George Takei, Hikaru Sulu of Star Trek, was in fine form as “host.” He appeared on stage almost half-way through the program. The theme of his remarks was the Vulcan edict of “Infinite Diversity in Infinite Combinations.”
He spoke about how he loved Toronto for its diversity, from Little Italy to Greektown to Chinatown. He spoke about the diversity of Star Trek’s bridge crew and how it was far from the norm in 1966. At the height of the Cold War and U.S. civil rights movement, an African woman and a Russian were among the show’s main characters. At a turbulent time in Asia’s history, his Sulu character was meant to represent all Asians. He also joked that Canadians were “over-represented” given there were two on the Enterprise crew – William “Captain Kirk” Shatner and James “Scotty” Doohan.
Just when I thought I knew everything about Star Trek he told the story of how Star Trek creator Gene Roddenberry came up with the name Sulu.

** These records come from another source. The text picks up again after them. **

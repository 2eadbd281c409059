use anyhow::Result;
use serde::{Deserialize, Serialize};

use crate::models::Role;

/// Core trait for chat-completion providers
#[async_trait::async_trait]
pub trait LlmProvider: Send + Sync {
    /// Generate a completion for a full prompt sequence
    async fn generate(&self, request: LlmRequest) -> Result<LlmResponse>;

    /// Model identifier sent with every request
    fn model(&self) -> &str;
}

/// Role of a prompt message as understood by chat-completion APIs
#[derive(Debug, Clone, Copy, PartialEq, Eq, Serialize, Deserialize)]
#[serde(rename_all = "lowercase")]
pub enum PromptRole {
    System,
    User,
    Assistant,
}

impl From<Role> for PromptRole {
    fn from(role: Role) -> Self {
        match role {
            Role::User => PromptRole::User,
            Role::Assistant => PromptRole::Assistant,
        }
    }
}

#[derive(Debug, Clone, PartialEq, Serialize, Deserialize)]
pub struct PromptMessage {
    pub role: PromptRole,
    pub content: String,
}

impl PromptMessage {
    pub fn new(role: PromptRole, content: impl Into<String>) -> Self {
        Self {
            role,
            content: content.into(),
        }
    }
}

/// Request structure for LLM generation
#[derive(Debug, Clone)]
pub struct LlmRequest {
    pub messages: Vec<PromptMessage>,
    pub max_tokens: Option<usize>,
    pub temperature: Option<f32>,
    pub timeout_seconds: Option<u64>,
}

/// Response from LLM generation. `content` is `None` when the API returned no text.
#[derive(Debug, Clone)]
pub struct LlmResponse {
    pub content: Option<String>,
    pub usage: UsageMetadata,
    pub model: String,
}

/// Token usage metadata
#[derive(Debug, Clone, Default, Serialize, Deserialize)]
pub struct UsageMetadata {
    pub prompt_tokens: usize,
    pub completion_tokens: usize,
    pub total_tokens: usize,
}

pub mod remote;
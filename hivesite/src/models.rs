use chrono::{DateTime, Utc};
use serde::{Deserialize, Serialize};
use std::fmt;
use std::str::FromStr;
use uuid::Uuid;

/// Who authored a chat message
#[derive(Debug, Clone, Copy, PartialEq, Eq, Serialize, Deserialize)]
#[serde(rename_all = "lowercase")]
pub enum Role {
    User,
    Assistant,
}

impl FromStr for Role {
    type Err = String;

    fn from_str(s: &str) -> Result<Self, Self::Err> {
        match s {
            "user" => Ok(Role::User),
            "assistant" => Ok(Role::Assistant),
            other => Err(format!("unknown role: {}", other)),
        }
    }
}

/// One entry of a conversation. `timestamp` is Unix milliseconds.
#[derive(Debug, Clone, PartialEq, Serialize, Deserialize)]
pub struct ChatMessage {
    pub role: Role,
    pub content: String,
    pub timestamp: i64,
}

impl ChatMessage {
    pub fn new(role: Role, content: impl Into<String>) -> Self {
        Self {
            role,
            content: content.into(),
            timestamp: Utc::now().timestamp_millis(),
        }
    }
}

#[derive(Debug, Clone, Serialize, Deserialize)]
#[serde(rename_all = "camelCase")]
pub struct Conversation {
    pub id: Uuid,
    pub session_id: String,
    pub messages: Vec<ChatMessage>,
    pub created_at: DateTime<Utc>,
    pub updated_at: DateTime<Utc>,
}

#[derive(Debug, Clone)]
pub struct NewConversation {
    pub session_id: String,
    pub messages: Vec<ChatMessage>,
}

#[derive(Debug, Clone, Serialize, Deserialize)]
#[serde(rename_all = "camelCase")]
pub struct NewsletterSubscription {
    pub id: Uuid,
    pub email: String,
    pub subscribed_at: DateTime<Utc>,
}

#[derive(Debug, Clone, Serialize, Deserialize)]
#[serde(rename_all = "camelCase")]
pub struct Feedback {
    pub id: Uuid,
    pub name: Option<String>,
    pub email: String,
    pub message: String,
    pub category: String,
    pub submitted_at: DateTime<Utc>,
}

#[derive(Debug, Clone)]
pub struct NewFeedback {
    pub name: Option<String>,
    pub email: String,
    pub message: String,
    pub category: String,
}

/// Where a content update came from
#[derive(Debug, Clone, Copy, PartialEq, Eq, Hash, Serialize, Deserialize)]
#[serde(rename_all = "kebab-case")]
pub enum Source {
    SocialFeed,
    Blog,
    Docs,
    Community,
}

impl Source {
    pub const ALL: [Source; 4] = [Source::SocialFeed, Source::Blog, Source::Docs, Source::Community];

    pub fn as_str(&self) -> &'static str {
        match self {
            Source::SocialFeed => "social-feed",
            Source::Blog => "blog",
            Source::Docs => "docs",
            Source::Community => "community",
        }
    }
}

impl fmt::Display for Source {
    fn fmt(&self, f: &mut fmt::Formatter<'_>) -> fmt::Result {
        f.write_str(self.as_str())
    }
}

impl FromStr for Source {
    type Err = String;

    fn from_str(s: &str) -> Result<Self, Self::Err> {
        Source::ALL
            .into_iter()
            .find(|source| source.as_str() == s)
            .ok_or_else(|| format!("unknown source: {}", s))
    }
}

/// What kind of item a content update is
#[derive(Debug, Clone, Copy, PartialEq, Eq, Serialize, Deserialize)]
#[serde(rename_all = "lowercase")]
pub enum UpdateKind {
    Post,
    Announcement,
    Article,
    Documentation,
}

impl UpdateKind {
    pub fn as_str(&self) -> &'static str {
        match self {
            UpdateKind::Post => "post",
            UpdateKind::Announcement => "announcement",
            UpdateKind::Article => "article",
            UpdateKind::Documentation => "documentation",
        }
    }
}

impl FromStr for UpdateKind {
    type Err = String;

    fn from_str(s: &str) -> Result<Self, Self::Err> {
        match s {
            "post" => Ok(UpdateKind::Post),
            "announcement" => Ok(UpdateKind::Announcement),
            "article" => Ok(UpdateKind::Article),
            "documentation" => Ok(UpdateKind::Documentation),
            other => Err(format!("unknown update kind: {}", other)),
        }
    }
}

pub type Metadata = serde_json::Map<String, serde_json::Value>;

/// A normalized item ingested from an external source.
#[derive(Debug, Clone, Serialize, Deserialize)]
#[serde(rename_all = "camelCase")]
pub struct ContentUpdate {
    pub id: Uuid,
    pub source: Source,
    #[serde(rename = "type")]
    pub kind: UpdateKind,
    pub title: Option<String>,
    pub content: String,
    pub url: Option<String>,
    pub author_name: Option<String>,
    pub author_handle: Option<String>,
    pub published_at: DateTime<Utc>,
    pub fetched_at: DateTime<Utc>,
    pub metadata: Metadata,
}

/// Candidate record produced by a content source, before the store assigns id and fetched-at.
#[derive(Debug, Clone, PartialEq)]
pub struct NewContentUpdate {
    pub source: Source,
    pub kind: UpdateKind,
    pub title: Option<String>,
    pub content: String,
    pub url: Option<String>,
    pub author_name: Option<String>,
    pub author_handle: Option<String>,
    pub published_at: DateTime<Utc>,
    pub metadata: Metadata,
}

impl NewContentUpdate {
    pub fn new(source: Source, kind: UpdateKind, content: impl Into<String>, published_at: DateTime<Utc>) -> Self {
        Self {
            source,
            kind,
            title: None,
            content: content.into(),
            url: None,
            author_name: None,
            author_handle: None,
            published_at,
            metadata: Metadata::new(),
        }
    }

    pub fn title(mut self, title: impl Into<String>) -> Self {
        self.title = Some(title.into());
        self
    }

    pub fn url(mut self, url: impl Into<String>) -> Self {
        self.url = Some(url.into());
        self
    }

    pub fn author(mut self, name: impl Into<String>, handle: Option<&str>) -> Self {
        self.author_name = Some(name.into());
        self.author_handle = handle.map(str::to_string);
        self
    }

    pub fn meta(mut self, key: &str, value: impl Into<serde_json::Value>) -> Self {
        self.metadata.insert(key.to_string(), value.into());
        self
    }

    pub fn into_record(self, id: Uuid, fetched_at: DateTime<Utc>) -> ContentUpdate {
        ContentUpdate {
            id,
            source: self.source,
            kind: self.kind,
            title: self.title,
            content: self.content,
            url: self.url,
            author_name: self.author_name,
            author_handle: self.author_handle,
            published_at: self.published_at,
            fetched_at,
            metadata: self.metadata,
        }
    }
}
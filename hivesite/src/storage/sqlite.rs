use anyhow::{Context, Result};
use chrono::{DateTime, TimeZone, Utc};
use sqlx::sqlite::SqliteRow;
use sqlx::{Row, SqlitePool};
use tracing::{debug, info};
use uuid::Uuid;

use super::{Store, StoreError, StoreResult};
use crate::models::{
    ChatMessage, ContentUpdate, Conversation, Feedback, Metadata, NewContentUpdate,
    NewConversation, NewFeedback, NewsletterSubscription, Source, UpdateKind,
};

/// Relational [`Store`] backed by a single SQLite database.
///
/// Timestamps are stored as Unix milliseconds so ordering is numeric; message lists and
/// metadata are stored as JSON text.
#[derive(Clone)]
pub struct SqliteStore {
    pool: SqlitePool,
}

impl SqliteStore {
    pub fn new(pool: SqlitePool) -> Self {
        Self { pool }
    }

    /// Ensure the required schema exists. Idempotent and safe to call at every startup.
    pub async fn ensure_schema(&self) -> Result<()> {
        info!("storage: ensuring DB schema (CREATE TABLE IF NOT EXISTS ...)");

        let stmts = [
            r#"
            CREATE TABLE IF NOT EXISTS conversations (
                id TEXT PRIMARY KEY,
                session_id TEXT NOT NULL,
                messages_json TEXT NOT NULL DEFAULT '[]',
                created_at INTEGER NOT NULL,
                updated_at INTEGER NOT NULL
            );
            "#,
            "CREATE INDEX IF NOT EXISTS idx_conversations_session ON conversations(session_id);",
            r#"
            CREATE TABLE IF NOT EXISTS newsletter_subscriptions (
                id TEXT PRIMARY KEY,
                email TEXT NOT NULL UNIQUE,
                subscribed_at INTEGER NOT NULL
            );
            "#,
            r#"
            CREATE TABLE IF NOT EXISTS feedback (
                id TEXT PRIMARY KEY,
                name TEXT,
                email TEXT NOT NULL,
                message TEXT NOT NULL,
                category TEXT NOT NULL,
                submitted_at INTEGER NOT NULL
            );
            "#,
            r#"
            CREATE TABLE IF NOT EXISTS content_updates (
                id TEXT PRIMARY KEY,
                source TEXT NOT NULL,
                type TEXT NOT NULL,
                title TEXT,
                content TEXT NOT NULL,
                url TEXT UNIQUE,
                author_name TEXT,
                author_handle TEXT,
                published_at INTEGER NOT NULL,
                fetched_at INTEGER NOT NULL,
                metadata_json TEXT NOT NULL DEFAULT '{}'
            );
            "#,
            "CREATE INDEX IF NOT EXISTS idx_content_updates_published ON content_updates(published_at DESC);",
        ];

        for s in &stmts {
            sqlx::query(s)
                .execute(&self.pool)
                .await
                .context("failed to ensure schema")?;
        }

        info!("storage: DB schema ensured");
        Ok(())
    }
}

fn from_millis(ms: i64) -> StoreResult<DateTime<Utc>> {
    Utc.timestamp_millis_opt(ms)
        .single()
        .ok_or_else(|| StoreError::Corrupt(format!("timestamp out of range: {}", ms)))
}

/// SQLITE_CONSTRAINT_UNIQUE (2067). The message check covers drivers that report only the primary code.
fn is_unique_violation(err: &dyn sqlx::error::DatabaseError) -> bool {
    matches!(err.code().as_deref(), Some("2067"))
        || err.message().contains("UNIQUE constraint failed")
}

fn parse_uuid(raw: &str) -> StoreResult<Uuid> {
    Uuid::parse_str(raw).map_err(|e| StoreError::Corrupt(format!("bad id {}: {}", raw, e)))
}

fn conversation_from_row(row: &SqliteRow) -> StoreResult<Conversation> {
    let messages_json: String = row.try_get("messages_json")?;
    Ok(Conversation {
        id: parse_uuid(&row.try_get::<String, _>("id")?)?,
        session_id: row.try_get("session_id")?,
        messages: serde_json::from_str(&messages_json)?,
        created_at: from_millis(row.try_get("created_at")?)?,
        updated_at: from_millis(row.try_get("updated_at")?)?,
    })
}

fn content_update_from_row(row: &SqliteRow) -> StoreResult<ContentUpdate> {
    let source: String = row.try_get("source")?;
    let kind: String = row.try_get("type")?;
    let metadata_json: String = row.try_get("metadata_json")?;

    Ok(ContentUpdate {
        id: parse_uuid(&row.try_get::<String, _>("id")?)?,
        source: source.parse().map_err(StoreError::Corrupt)?,
        kind: kind.parse().map_err(StoreError::Corrupt)?,
        title: row.try_get("title")?,
        content: row.try_get("content")?,
        url: row.try_get("url")?,
        author_name: row.try_get("author_name")?,
        author_handle: row.try_get("author_handle")?,
        published_at: from_millis(row.try_get("published_at")?)?,
        fetched_at: from_millis(row.try_get("fetched_at")?)?,
        metadata: serde_json::from_str::<Metadata>(&metadata_json)?,
    })
}

const CONTENT_COLUMNS: &str = "id, source, type, title, content, url, author_name, author_handle, published_at, fetched_at, metadata_json";

#[async_trait::async_trait]
impl Store for SqliteStore {
    async fn get_conversation(&self, session_id: &str) -> StoreResult<Option<Conversation>> {
        let row = sqlx::query(
            r#"
            SELECT id, session_id, messages_json, created_at, updated_at
            FROM conversations
            WHERE session_id = ?
            ORDER BY created_at DESC, rowid DESC
            LIMIT 1
            "#,
        )
        .bind(session_id)
        .fetch_optional(&self.pool)
        .await?;

        row.as_ref().map(conversation_from_row).transpose()
    }

    async fn create_conversation(&self, conversation: NewConversation) -> StoreResult<Conversation> {
        let now = Utc::now();
        let record = Conversation {
            id: Uuid::new_v4(),
            session_id: conversation.session_id,
            messages: conversation.messages,
            created_at: now,
            updated_at: now,
        };

        sqlx::query(
            r#"
            INSERT INTO conversations (id, session_id, messages_json, created_at, updated_at)
            VALUES (?, ?, ?, ?, ?)
            "#,
        )
        .bind(record.id.to_string())
        .bind(&record.session_id)
        .bind(serde_json::to_string(&record.messages)?)
        .bind(now.timestamp_millis())
        .bind(now.timestamp_millis())
        .execute(&self.pool)
        .await?;

        debug!(session_id = %record.session_id, "created conversation {}", record.id);
        Ok(record)
    }

    async fn update_conversation(
        &self,
        session_id: &str,
        messages: Vec<ChatMessage>,
    ) -> StoreResult<Conversation> {
        let mut existing = self
            .get_conversation(session_id)
            .await?
            .ok_or_else(|| StoreError::NotFound(session_id.to_string()))?;

        let now = Utc::now();
        sqlx::query("UPDATE conversations SET messages_json = ?, updated_at = ? WHERE id = ?")
            .bind(serde_json::to_string(&messages)?)
            .bind(now.timestamp_millis())
            .bind(existing.id.to_string())
            .execute(&self.pool)
            .await?;

        existing.messages = messages;
        existing.updated_at = now;
        Ok(existing)
    }

    async fn subscribe_newsletter(&self, email: &str) -> StoreResult<NewsletterSubscription> {
        let record = NewsletterSubscription {
            id: Uuid::new_v4(),
            email: email.to_string(),
            subscribed_at: Utc::now(),
        };

        sqlx::query("INSERT INTO newsletter_subscriptions (id, email, subscribed_at) VALUES (?, ?, ?)")
            .bind(record.id.to_string())
            .bind(&record.email)
            .bind(record.subscribed_at.timestamp_millis())
            .execute(&self.pool)
            .await?;

        Ok(record)
    }

    async fn is_subscribed(&self, email: &str) -> StoreResult<bool> {
        let existing = sqlx::query_scalar::<_, String>(
            "SELECT id FROM newsletter_subscriptions WHERE email = ?",
        )
        .bind(email)
        .fetch_optional(&self.pool)
        .await?;

        Ok(existing.is_some())
    }

    async fn create_feedback(&self, feedback: NewFeedback) -> StoreResult<Feedback> {
        let record = Feedback {
            id: Uuid::new_v4(),
            name: feedback.name,
            email: feedback.email,
            message: feedback.message,
            category: feedback.category,
            submitted_at: Utc::now(),
        };

        sqlx::query(
            r#"
            INSERT INTO feedback (id, name, email, message, category, submitted_at)
            VALUES (?, ?, ?, ?, ?, ?)
            "#,
        )
        .bind(record.id.to_string())
        .bind(record.name.as_deref())
        .bind(&record.email)
        .bind(&record.message)
        .bind(&record.category)
        .bind(record.submitted_at.timestamp_millis())
        .execute(&self.pool)
        .await?;

        Ok(record)
    }

    async fn create_content_update(&self, update: NewContentUpdate) -> StoreResult<ContentUpdate> {
        let record = update.into_record(Uuid::new_v4(), Utc::now());

        sqlx::query(
            r#"
            INSERT INTO content_updates
            (id, source, type, title, content, url, author_name, author_handle, published_at, fetched_at, metadata_json)
            VALUES (?, ?, ?, ?, ?, ?, ?, ?, ?, ?, ?)
            "#,
        )
        .bind(record.id.to_string())
        .bind(record.source.as_str())
        .bind(record.kind.as_str())
        .bind(record.title.as_deref())
        .bind(&record.content)
        .bind(record.url.as_deref())
        .bind(record.author_name.as_deref())
        .bind(record.author_handle.as_deref())
        .bind(record.published_at.timestamp_millis())
        .bind(record.fetched_at.timestamp_millis())
        .bind(serde_json::to_string(&record.metadata)?)
        .execute(&self.pool)
        .await
        .map_err(|e| {
            let duplicate = matches!(&e, sqlx::Error::Database(db) if is_unique_violation(&**db));
            match record.url.as_deref() {
                Some(url) if duplicate => StoreError::DuplicateUrl(url.to_string()),
                _ => StoreError::Database(e),
            }
        })?;

        Ok(record)
    }

    async fn get_content_updates(
        &self,
        limit: usize,
        source: Option<Source>,
    ) -> StoreResult<Vec<ContentUpdate>> {
        let limit = i64::try_from(limit).unwrap_or(i64::MAX);

        let rows = match source {
            Some(source) => {
                sqlx::query(&format!(
                    "SELECT {} FROM content_updates WHERE source = ? ORDER BY published_at DESC LIMIT ?",
                    CONTENT_COLUMNS
                ))
                .bind(source.as_str())
                .bind(limit)
                .fetch_all(&self.pool)
                .await?
            }
            None => {
                sqlx::query(&format!(
                    "SELECT {} FROM content_updates ORDER BY published_at DESC LIMIT ?",
                    CONTENT_COLUMNS
                ))
                .bind(limit)
                .fetch_all(&self.pool)
                .await?
            }
        };

        rows.iter().map(content_update_from_row).collect()
    }

    async fn latest_update_by_source(
        &self,
        source: Source,
        kind: UpdateKind,
    ) -> StoreResult<Option<ContentUpdate>> {
        let row = sqlx::query(&format!(
            "SELECT {} FROM content_updates WHERE source = ? AND type = ? ORDER BY published_at DESC LIMIT 1",
            CONTENT_COLUMNS
        ))
        .bind(source.as_str())
        .bind(kind.as_str())
        .fetch_optional(&self.pool)
        .await?;

        row.as_ref().map(content_update_from_row).transpose()
    }

    async fn find_content_update_by_url(&self, url: &str) -> StoreResult<Option<ContentUpdate>> {
        let row = sqlx::query(&format!(
            "SELECT {} FROM content_updates WHERE url = ? LIMIT 1",
            CONTENT_COLUMNS
        ))
        .bind(url)
        .fetch_optional(&self.pool)
        .await?;

        row.as_ref().map(content_update_from_row).transpose()
    }
}
//! Process-local store. Nothing survives a restart.

use chrono::Utc;
use parking_lot::RwLock;
use uuid::Uuid;

use super::{Store, StoreError, StoreResult};
use crate::models::{
    ChatMessage, ContentUpdate, Conversation, Feedback, NewContentUpdate, NewConversation,
    NewFeedback, NewsletterSubscription, Source, UpdateKind,
};

/// In-memory [`Store`]. Records are kept in insertion order; locks are never held
/// across an await point.
///
/// Unlike the SQLite store, duplicate newsletter emails are not rejected here.
#[derive(Default)]
pub struct MemoryStore {
    conversations: RwLock<Vec<Conversation>>,
    newsletters: RwLock<Vec<NewsletterSubscription>>,
    feedback: RwLock<Vec<Feedback>>,
    content_updates: RwLock<Vec<ContentUpdate>>,
}

impl MemoryStore {
    pub fn new() -> Self {
        Self::default()
    }
}

#[async_trait::async_trait]
impl Store for MemoryStore {
    async fn get_conversation(&self, session_id: &str) -> StoreResult<Option<Conversation>> {
        Ok(self
            .conversations
            .read()
            .iter()
            .rev()
            .find(|c| c.session_id == session_id)
            .cloned())
    }

    async fn create_conversation(&self, conversation: NewConversation) -> StoreResult<Conversation> {
        let now = Utc::now();
        let record = Conversation {
            id: Uuid::new_v4(),
            session_id: conversation.session_id,
            messages: conversation.messages,
            created_at: now,
            updated_at: now,
        };
        self.conversations.write().push(record.clone());
        Ok(record)
    }

    async fn update_conversation(
        &self,
        session_id: &str,
        messages: Vec<ChatMessage>,
    ) -> StoreResult<Conversation> {
        let mut conversations = self.conversations.write();
        let existing = conversations
            .iter_mut()
            .rev()
            .find(|c| c.session_id == session_id)
            .ok_or_else(|| StoreError::NotFound(session_id.to_string()))?;

        existing.messages = messages;
        existing.updated_at = Utc::now();
        Ok(existing.clone())
    }

    async fn subscribe_newsletter(&self, email: &str) -> StoreResult<NewsletterSubscription> {
        let record = NewsletterSubscription {
            id: Uuid::new_v4(),
            email: email.to_string(),
            subscribed_at: Utc::now(),
        };
        self.newsletters.write().push(record.clone());
        Ok(record)
    }

    async fn is_subscribed(&self, email: &str) -> StoreResult<bool> {
        Ok(self.newsletters.read().iter().any(|s| s.email == email))
    }

    async fn create_feedback(&self, feedback: NewFeedback) -> StoreResult<Feedback> {
        let record = Feedback {
            id: Uuid::new_v4(),
            name: feedback.name,
            email: feedback.email,
            message: feedback.message,
            category: feedback.category,
            submitted_at: Utc::now(),
        };
        self.feedback.write().push(record.clone());
        Ok(record)
    }

    async fn create_content_update(&self, update: NewContentUpdate) -> StoreResult<ContentUpdate> {
        let record = update.into_record(Uuid::new_v4(), Utc::now());
        let mut updates = self.content_updates.write();
        if let Some(url) = record.url.as_deref() {
            if updates.iter().any(|u| u.url.as_deref() == Some(url)) {
                return Err(StoreError::DuplicateUrl(url.to_string()));
            }
        }
        updates.push(record.clone());
        Ok(record)
    }

    async fn get_content_updates(
        &self,
        limit: usize,
        source: Option<Source>,
    ) -> StoreResult<Vec<ContentUpdate>> {
        let mut updates: Vec<ContentUpdate> = self
            .content_updates
            .read()
            .iter()
            .filter(|u| source.map_or(true, |s| u.source == s))
            .cloned()
            .collect();

        updates.sort_by(|a, b| b.published_at.cmp(&a.published_at));
        updates.truncate(limit);
        Ok(updates)
    }

    async fn latest_update_by_source(
        &self,
        source: Source,
        kind: UpdateKind,
    ) -> StoreResult<Option<ContentUpdate>> {
        Ok(self
            .content_updates
            .read()
            .iter()
            .filter(|u| u.source == source && u.kind == kind)
            .max_by_key(|u| u.published_at)
            .cloned())
    }

    async fn find_content_update_by_url(&self, url: &str) -> StoreResult<Option<ContentUpdate>> {
        Ok(self
            .content_updates
            .read()
            .iter()
            .find(|u| u.url.as_deref() == Some(url))
            .cloned())
    }
}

Roddenberry didn’t want Sulu to be associated with any specific Asian country or culture. On a map of Asia, Roddenberry stumbled upon the Sulu Sea. As a body of water he decided the Sulu name would be a symbol of Asian unity as waters know no boundaries.
Takei also pointed out that Star Trek took place 300 years in the future, but it has only taken us 46 years to go from Gene Roddenberry’s utopian vision to reality.
After his remarks, he was joined on stage by soprano Kristen Plumley, who sang beautifully as the TSO performed the famous theme from Star Trek by Alexander Courage.
The night was not simply a John Williams fest. We also heard the theme from Somewhere in Time, by John Barry. I must see this movie. And we heard Bernard Hermann’s theme to “The Day the Earth Stood Still.” Indeed, Takei returned to the stage to recite the chilling “final speech” from the 1951 film. And of course it wouldn’t have been a sci-fi night without hearing Also sprach Zarathustra, the music made famous in 2001: A Space Odyssey.
It truly was a spectacular night of sci-fi. For two hours, the audience was taken – as the title to Takei’s autobiography says - “to the stars.”